*RECORDS FOR THE TASK*.
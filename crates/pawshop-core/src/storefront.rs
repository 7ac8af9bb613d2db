//! # Storefront Cart
//!
//! Cart math for the online storefront channel. Unlike the register
//! session, storefront lines are keyed by `(product_id, variant)` so the
//! same product in two sizes occupies two lines, and quantities are not
//! checked against the shelf (fulfilment reconciles stock later).
//!
//! Pricing honors per-product promotional discounts: a line is priced at
//! the product's discounted unit price as of the moment it was added.

use serde::{Deserialize, Serialize};

use crate::error::{CoreError, CoreResult};
use crate::money::Money;
use crate::types::{OrderItem, Product};

/// One storefront cart line.
#[derive(Debug, Clone, Serialize, Deserialize)]
#[serde(rename_all = "camelCase")]
pub struct CartLine {
    pub product_id: i64,
    pub name: String,
    pub image: String,
    pub unit_price: Money,
    pub quantity: i64,
    /// Variant label ("Small", "Large", ...). Empty when the product has
    /// no variants.
    #[serde(default)]
    pub variant: String,
}

impl CartLine {
    pub fn line_total(&self) -> Money {
        self.unit_price.multiply_quantity(self.quantity)
    }

    pub fn to_order_item(&self) -> OrderItem {
        OrderItem {
            product_id: self.product_id,
            name: self.name.clone(),
            image: self.image.clone(),
            unit_price: self.unit_price,
            quantity: self.quantity,
            variant: (!self.variant.is_empty()).then(|| self.variant.clone()),
        }
    }
}

/// The storefront shopping cart.
#[derive(Debug, Clone, Default, Serialize, Deserialize)]
#[serde(rename_all = "camelCase")]
pub struct StorefrontCart {
    pub lines: Vec<CartLine>,
}

impl StorefrontCart {
    pub fn new() -> Self {
        Self::default()
    }

    fn find_mut(&mut self, product_id: i64, variant: &str) -> Option<&mut CartLine> {
        self.lines
            .iter_mut()
            .find(|l| l.product_id == product_id && l.variant == variant)
    }

    /// Adds a quantity of a product variant, merging into an existing
    /// line when the `(product, variant)` pair is already in the cart.
    pub fn add(&mut self, product: &Product, variant: &str, quantity: i64) {
        if quantity <= 0 {
            return;
        }

        if let Some(line) = self.find_mut(product.id, variant) {
            line.quantity += quantity;
            return;
        }

        self.lines.push(CartLine {
            product_id: product.id,
            name: product.name.clone(),
            image: product.image.clone(),
            unit_price: product.discounted_unit_price(),
            quantity,
            variant: variant.to_string(),
        });
    }

    /// Sets a line's quantity; zero or below removes the line.
    pub fn set_quantity(&mut self, product_id: i64, variant: &str, quantity: i64) -> CoreResult<()> {
        if quantity <= 0 {
            return self.remove(product_id, variant);
        }

        let line = self
            .find_mut(product_id, variant)
            .ok_or(CoreError::NotInCart(product_id))?;
        line.quantity = quantity;
        Ok(())
    }

    pub fn remove(&mut self, product_id: i64, variant: &str) -> CoreResult<()> {
        let before = self.lines.len();
        self.lines
            .retain(|l| !(l.product_id == product_id && l.variant == variant));

        if self.lines.len() == before {
            Err(CoreError::NotInCart(product_id))
        } else {
            Ok(())
        }
    }

    pub fn clear(&mut self) {
        self.lines.clear();
    }

    pub fn is_empty(&self) -> bool {
        self.lines.is_empty()
    }

    /// Total unit count across all lines (the cart badge number).
    pub fn item_count(&self) -> i64 {
        self.lines.iter().map(|l| l.quantity).sum()
    }

    pub fn total(&self) -> Money {
        self.lines.iter().map(|l| l.line_total()).sum()
    }

    pub fn order_items(&self) -> Vec<OrderItem> {
        self.lines.iter().map(CartLine::to_order_item).collect()
    }
}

*INSTRUCTIONS FOR THE TASK*. Consider the entries above and return each line with the string "Debug".

*WRITTEN RESPONSE*.
#[derive(Debug, Clone, Serialize, Deserialize)]
#[derive(Debug, Clone, Default, Serialize, Deserialize)]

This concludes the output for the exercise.